◆ Problem to solve
Would you restate the entries below word for word, starting at the first line and ending with the one that has "#[rustfmt::skip]"?
== Data extracts
// SPDX-License-Identifier: MIT

//!
//! Heatmap parameters and frame identity
//!

use chrono::NaiveDate;
use serde::{Deserialize, Serialize};
use std::str::FromStr;
use thiserror::Error;

/// Error returned when parsing an unknown heatmap parameter name
#[derive(Error, Debug, Clone, PartialEq, Eq)]
#[error("Unknown heatmap parameter `{0}`")]
pub struct ParseParameterError(pub String);

/// The weather parameters heatmap frames can be requested for
#[rustfmt::skip]
#[derive(derive_more::Display, Serialize, Deserialize, Eq, PartialEq, Clone, Copy, Debug, Hash)]
#[serde(rename_all = "snake_case")]
pub enum HeatmapParameter {
    #[display("temperature")]
    Temperature,

    #[display("humidity")]
    Humidity,

    #[display("wind_speed")]
    WindSpeed,

    #[display("precipitation")]
    Precipitation,

    #[display("radiation")]
    Radiation,
}

impl HeatmapParameter {
    /// Every parameter the heatmap service serves
    pub const ALL: [HeatmapParameter; 5] = [
        HeatmapParameter::Temperature,
        HeatmapParameter::Humidity,
        HeatmapParameter::WindSpeed,
        HeatmapParameter::Precipitation,
        HeatmapParameter::Radiation,
    ];
}

impl FromStr for HeatmapParameter {
    type Err = ParseParameterError;

    fn from_str(value: &str) -> Result<Self, Self::Err> {
        match value {
            "temperature" => Ok(HeatmapParameter::Temperature),
            "humidity" => Ok(HeatmapParameter::Humidity),
            "wind_speed" => Ok(HeatmapParameter::WindSpeed),
            "precipitation" => Ok(HeatmapParameter::Precipitation),
            "radiation" => Ok(HeatmapParameter::Radiation),
            _ => Err(ParseParameterError(value.to_string())),
        }
    }
}

/// The identity of one heatmap frame: one parameter on one day
///
/// The temporal controller publishes cursor dates; data-fetch consumers pair
/// them with the selected parameter to form the frame they request next.
#[derive(Serialize, Deserialize, Eq, PartialEq, Clone, Copy, Debug, Hash)]
pub struct FrameKey {
    pub parameter: HeatmapParameter,
    pub date: NaiveDate,
}

impl FrameKey {
    pub fn new(parameter: HeatmapParameter, date: NaiveDate) -> FrameKey {
        FrameKey { parameter, date }
    }

    /// The key the heatmap service caches this frame's data under
    pub fn cache_key(&self) -> String {
        format!("heatmap:data:{}:{}", self.parameter, self.date)
    }
}

#[cfg(test)]
mod test {
    use super::{FrameKey, HeatmapParameter};

    #[test]
    fn parse() {
        // Every wire name round-trips through Display and FromStr
        for parameter in HeatmapParameter::ALL {
            let parsed: HeatmapParameter = parameter.to_string().parse().unwrap();
            assert_eq!(parsed, parameter);
        }

        // Unknown names are rejected
        assert!("visibility".parse::<HeatmapParameter>().is_err());
    }

    #[test]
    fn serde_names() {
        let json = serde_json::to_string(&HeatmapParameter::WindSpeed).unwrap();
        assert_eq!(json, r#""wind_speed""#);
    }

    #[test]
    fn cache_key() {
        let key = FrameKey::new(
            HeatmapParameter::Temperature,
            "2020-07-21".parse().unwrap(),
        );
        assert_eq!(key.cache_key(), "heatmap:data:temperature:2020-07-21");
    }
}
====
◆ Solution to the exercise
// SPDX-License-Identifier: MIT

//!
//! Heatmap parameters and frame identity
//!

use chrono::NaiveDate;
use serde::{Deserialize, Serialize};
use std::str::FromStr;
use thiserror::Error;

/// Error returned when parsing an unknown heatmap parameter name
#[derive(Error, Debug, Clone, PartialEq, Eq)]
#[error("Unknown heatmap parameter `{0}`")]
pub struct ParseParameterError(pub String);

/// The weather parameters heatmap frames can be requested for
#[rustfmt::skip]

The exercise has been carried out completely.